Ocular pharmacokinetics of intravitreally administered brimonidine and dexamethasone in animal models with and without blood-retinal barrier breakdown.

We compared ocular and systemic pharmacokinetics of brimonidine and dexamethasone following a single intravitreal dose in animals with blood-retinal barrier (BRB) breakdown and in healthy controls. We induced BRB breakdown in rabbits by intravitreal injection of recombinant human VEGF165 and choroidal neovascularization (CNV) in monkeys with laser. Control and disease animals then received single intravitreal injections of brimonidine alone, dexamethasone alone, or brimonidine in combination with dexamethasone. Ocular tissues and plasma were collected and quantified for drug concentration using LC-MS/MS assays. Statistical analysis was performed to compare the pharmacokinetic parameters between the control and disease animal models.
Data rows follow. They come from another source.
//! WebSocket signaling relay.
//!
//! Stands in for the rendezvous service a browser deployment would get
//! from a public signaling cloud. Each WebSocket session claims exactly
//! one [`PeerAddress`]; channels between sessions are relayed frame by
//! frame.
//!
//! ```text
//! Session room_0 ──┐                          ┌── Session room_1
//!   Claim          │      ┌──────────────┐    │     Claim
//!   Open{to: _1} ──┼────► │ SignalState  │ ───┼──►  Incoming{link, from: _0}
//!   Data{link}   ──┼────► │  sessions    │ ───┼──►  Data{link}
//!                  │      │  links       │    │
//!                  └───── └──────────────┘ ◄──┘
//! ```
//!
//! When a session goes away its claim is released and the other end of
//! every link it owned receives `Closed` with a reason.

use std::collections::HashMap;
use std::net::SocketAddr;
use std::sync::atomic::{AtomicU64, Ordering};
use std::sync::Arc;
use futures_util::stream::SplitSink;
use futures_util::{SinkExt, StreamExt};
use serde::{Deserialize, Serialize};
use tokio::net::{TcpListener, TcpStream};
use tokio_tungstenite::WebSocketStream;
use tokio::sync::{mpsc, RwLock};
use tokio_tungstenite::tungstenite::Message;

use crate::config::SignalConfig;
use crate::protocol::{PeerAddress, ProtocolError};
use crate::substrate::LinkId;

// ───────────────────────────────────────────────────────────────────
// Wire frames
// ───────────────────────────────────────────────────────────────────

/// Frames sent by a substrate session to the relay.
#[derive(Debug, Clone, PartialEq, Serialize, Deserialize)]
pub enum ClientFrame {
    /// First frame of every session.
    Claim { address: PeerAddress },
    /// Open a channel; `request` is echoed back in the answer.
    Open { request: u32, to: PeerAddress },
    Data { link: LinkId, payload: Vec<u8> },
    Close { link: LinkId },
}

/// Frames sent by the relay to a substrate session.
#[derive(Debug, Clone, PartialEq, Serialize, Deserialize)]
pub enum ServerFrame {
    Granted,
    Rejected { reason: String },
    Opened { request: u32, link: LinkId },
    Unreachable { request: u32 },
    Incoming { link: LinkId, from: PeerAddress },
    Data { link: LinkId, payload: Vec<u8> },
    /// The other end went away. `reason` is set for abnormal closes.
    Closed { link: LinkId, reason: Option<String> },
}

fn encode<T: Serialize>(frame: &T) -> Result<Vec<u8>, ProtocolError> {
    bincode::serde::encode_to_vec(frame, bincode::config::standard())
        .map_err(|e| ProtocolError::Serialization(e.to_string()))
}

fn decode<T: for<'de> Deserialize<'de>>(bytes: &[u8]) -> Result<T, ProtocolError> {
    let (frame, _) = bincode::serde::decode_from_slice(bytes, bincode::config::standard())
        .map_err(|e| ProtocolError::Deserialization(e.to_string()))?;
    Ok(frame)
}

impl ClientFrame {
    pub fn encode(&self) -> Result<Vec<u8>, ProtocolError> {
        encode(self)
    }

    pub fn decode(bytes: &[u8]) -> Result<Self, ProtocolError> {
        decode(bytes)
    }
}

impl ServerFrame {
    pub fn encode(&self) -> Result<Vec<u8>, ProtocolError> {
        encode(self)
    }

    pub fn decode(bytes: &[u8]) -> Result<Self, ProtocolError> {
        decode(bytes)
    }
}

// ───────────────────────────────────────────────────────────────────
// Relay state
// ───────────────────────────────────────────────────────────────────

/// Relay statistics.
#[derive(Debug, Clone, Default, PartialEq)]
pub struct SignalStats {
    pub total_sessions: u64,
    pub active_sessions: usize,
    pub rejected_claims: u64,
    pub relayed_frames: u64,
    pub active_links: usize,
}

type WsWriter = SplitSink<WebSocketStream<TcpStream>, Message>;

/// Outbound queue of one session, drained by that session's writer task.
///
/// Delivering to another session never waits, so two busy sessions
/// cannot block on each other.
type SessionTx = mpsc::UnboundedSender<Message>;

struct Session {
    id: u64,
    tx: SessionTx,
}

#[derive(Default)]
struct SignalState {
    sessions: HashMap<PeerAddress, Session>,
    links: HashMap<LinkId, (PeerAddress, PeerAddress)>,
    next_session: u64,
    next_link: LinkId,
    relayed_frames: AtomicU64,
    stats: SignalStats,
}

impl SignalState {
    fn sender(&self, address: &PeerAddress) -> Option<SessionTx> {
        self.sessions.get(address).map(|s| s.tx.clone())
    }

    /// The end of `link` opposite to `from`, if `from` owns the link.
    fn other_end(&self, link: LinkId, from: &PeerAddress) -> Option<&PeerAddress> {
        let (a, b) = self.links.get(&link)?;
        if a == from {
            Some(b)
        } else if b == from {
            Some(a)
        } else {
            None
        }
    }
}

/// Queue `frame` for a session. Fails only if that session is gone.
fn deliver(tx: &SessionTx, frame: &ServerFrame) -> bool {
    match frame.encode() {
        Ok(data) => tx.send(Message::Binary(data.into())).is_ok(),
        Err(e) => {
            log::error!("Failed to encode relay frame: {e}");
            false
        }
    }
}

async fn write_frames(mut writer: WsWriter, mut queue: mpsc::UnboundedReceiver<Message>) {
    while let Some(msg) = queue.recv().await {
        if let Err(e) = writer.send(msg).await {
            log::debug!("Relay write failed: {e}");
            return;
        }
    }
    let _ = writer.close().await;
}

/// The signaling relay server.
pub struct SignalServer {
    config: SignalConfig,
    state: Arc<RwLock<SignalState>>,
}

impl SignalServer {
    pub fn new(config: SignalConfig) -> Self {
        Self {
            config,
            state: Arc::new(RwLock::new(SignalState::default())),
        }
    }

    /// Create with default configuration.
    pub fn with_defaults() -> Self {
        Self::new(SignalConfig::default())
    }

    /// Bind the configured address and serve forever.
    pub async fn run(&self) -> std::io::Result<()> {
        let listener = TcpListener::bind(&self.config.bind_addr).await?;
        log::info!("Signal server listening on {}", self.config.bind_addr);
        self.serve(listener).await
    }

    /// Serve sessions on an already bound listener.
    pub async fn serve(&self, listener: TcpListener) -> std::io::Result<()> {
        loop {
            let (stream, addr) = listener.accept().await?;
            log::debug!("New TCP connection from {addr}");

            let state = self.state.clone();
            let config = self.config.clone();
            tokio::spawn(async move {
                if let Err(e) = Self::handle_session(stream, addr, state, config).await {
                    log::warn!("Signal session error from {addr}: {e}");
                }
            });
        }
    }

    /// Handle a single WebSocket session.
    async fn handle_session(
        stream: TcpStream,
        addr: SocketAddr,
        state: Arc<RwLock<SignalState>>,
        config: SignalConfig,
    ) -> Result<(), Box<dyn std::error::Error + Send + Sync>> {
        let ws_stream = tokio_tungstenite::accept_async(stream).await?;
        let (mut ws_sender, mut ws_receiver) = ws_stream.split();

        // First frame must be the claim
        let address = loop {
            match ws_receiver.next().await {
                Some(Ok(Message::Binary(data))) => match ClientFrame::decode(&data)? {
                    ClientFrame::Claim { address } => break address,
                    other => {
                        log::warn!("Expected claim from {addr}, got {other:?}");
                        return Ok(());
                    }
                },
                Some(Ok(Message::Close(_))) | None => return Ok(()),
                Some(Ok(_)) => continue,
                Some(Err(e)) => return Err(e.into()),
            }
        };

        let (out_tx, out_rx) = mpsc::unbounded_channel::<Message>();
        let session_id = {
            let mut st = state.write().await;
            let reason = if st.sessions.contains_key(&address) {
                Some("address already claimed")
            } else if st.sessions.len() >= config.max_sessions {
                Some("relay is full")
            } else {
                None
            };
            if let Some(reason) = reason {
                st.stats.rejected_claims += 1;
                drop(st);
                log::debug!("Rejected claim of {address} from {addr}: {reason}");
                let frame = ServerFrame::Rejected { reason: reason.into() };
                ws_sender.send(Message::Binary(frame.encode()?.into())).await?;
                let _ = ws_sender.close().await;
                return Ok(());
            }
            st.next_session += 1;
            let id = st.next_session;
            st.sessions.insert(address.clone(), Session { id, tx: out_tx.clone() });
            st.stats.total_sessions += 1;
            st.stats.active_sessions = st.sessions.len();
            id
        };

        log::info!("{address} claimed by {addr}");
        deliver(&out_tx, &ServerFrame::Granted);
        let writer = tokio::spawn(write_frames(ws_sender, out_rx));

        let result = Self::session_loop(&address, &state, &out_tx, &mut ws_receiver).await;

        Self::release(&address, session_id, &state).await;
        // The writer finishes once the queue drains
        drop(out_tx);
        let _ = writer.await;
        log::info!("{address} released");
        result
    }

    async fn session_loop<R>(
        address: &PeerAddress,
        state: &Arc<RwLock<SignalState>>,
        own: &SessionTx,
        ws_receiver: &mut R,
    ) -> Result<(), Box<dyn std::error::Error + Send + Sync>>
    where
        R: futures_util::Stream<Item = Result<Message, tokio_tungstenite::tungstenite::Error>> + Unpin,
    {
        while let Some(msg) = ws_receiver.next().await {
            match msg {
                Ok(Message::Binary(data)) => match ClientFrame::decode(&data) {
                    Ok(frame) => Self::handle_frame(address, state, frame).await,
                    Err(e) => log::warn!("Failed to decode frame from {address}: {e}"),
                },
                Ok(Message::Ping(data)) => {
                    let _ = own.send(Message::Pong(data));
                }
                Ok(Message::Close(_)) => return Ok(()),
                Err(e) => return Err(e.into()),
                Ok(_) => {}
            }
        }
        Ok(())
    }

    async fn handle_frame(address: &PeerAddress, state: &Arc<RwLock<SignalState>>, frame: ClientFrame) {
        match frame {
            ClientFrame::Claim { .. } => {
                log::debug!("Ignoring repeated claim from {address}");
            }

            ClientFrame::Open { request, to } => {
                let mut st = state.write().await;
                let Some(own) = st.sender(address) else { return };
                let target = if &to == address { None } else { st.sender(&to) };
                let Some(target) = target else {
                    deliver(&own, &ServerFrame::Unreachable { request });
                    return;
                };

                st.next_link += 1;
                let link = st.next_link;
                st.links.insert(link, (address.clone(), to.clone()));
                st.stats.active_links = st.links.len();
                drop(st);

                log::debug!("Link {link}: {address} -> {to}");
                deliver(&target, &ServerFrame::Incoming { link, from: address.clone() });
                deliver(&own, &ServerFrame::Opened { request, link });
            }

            ClientFrame::Data { link, payload } => {
                let st = state.read().await;
                let Some(target) = st.other_end(link, address).and_then(|other| st.sender(other)) else {
                    return;
                };
                st.relayed_frames.fetch_add(1, Ordering::Relaxed);
                drop(st);
                if !deliver(&target, &ServerFrame::Data { link, payload }) {
                    log::debug!("Dropped frame on link {link}: peer session gone");
                }
            }

            ClientFrame::Close { link } => {
                let mut st = state.write().await;
                let Some(other) = st.other_end(link, address).cloned() else { return };
                st.links.remove(&link);
                st.stats.active_links = st.links.len();
                let target = st.sender(&other);
                drop(st);
                if let Some(target) = target {
                    deliver(&target, &ServerFrame::Closed { link, reason: None });
                }
            }
        }
    }

    /// Drop the session's claim and notify the far end of its links.
    async fn release(address: &PeerAddress, session_id: u64, state: &Arc<RwLock<SignalState>>) {
        let notify = {
            let mut st = state.write().await;
            if st.sessions.get(address).is_some_and(|s| s.id == session_id) {
                st.sessions.remove(address);
            }

            let owned: Vec<(LinkId, PeerAddress)> = st
                .links
                .iter()
                .filter_map(|(link, (a, b))| {
                    if a == address {
                        Some((*link, b.clone()))
                    } else if b == address {
                        Some((*link, a.clone()))
                    } else {
                        None
                    }
                })
                .collect();

            let mut notify = Vec::new();
            for (link, other) in owned {
                st.links.remove(&link);
                if let Some(tx) = st.sender(&other) {
                    notify.push((tx, link));
                }
            }
            st.stats.active_sessions = st.sessions.len();
            st.stats.active_links = st.links.len();
            notify
        };

        for (tx, link) in notify {
            let reason = Some(format!("{address} disconnected"));
            deliver(&tx, &ServerFrame::Closed { link, reason });
        }
    }

    /// Get relay statistics.
    pub async fn stats(&self) -> SignalStats {
        let st = self.state.read().await;
        SignalStats {
            relayed_frames: st.relayed_frames.load(Ordering::Relaxed),
            ..st.stats.clone()
        }
    }

    /// Get the configured bind address.
    pub fn bind_addr(&self) -> &str {
        &self.config.bind_addr
    }
}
In rabbits, brimonidine and dexamethasone exposure, as assessed by area under the drug concentration-time curve (AUC) in aqueous humor, retina, and choroid, was lower in disease than control animals, with a greater difference observed for dexamethasone than brimonidine. In monkeys, dexamethasone exposure was lower in disease than control animals for the central retina/choroid and peripheral choroid, whereas brimonidine exposure was lower in disease animals only in the central retina/choroid. Plasma exposure to both drugs was comparable between control and disease animals in both species. In animal models with a breakdown of the blood-retina barrier, drug clearance could be increased, resulting in lower drug concentration in ocular tissues compared to normal animals. However, the extent of difference may be compound- and disease model-specific. Therefore, extrapolation of ocular pharmacokinetic data obtained in normal animals to disease models for the purpose of pharmacokinetic/pharmacodynamic data analysis should be performed with caution.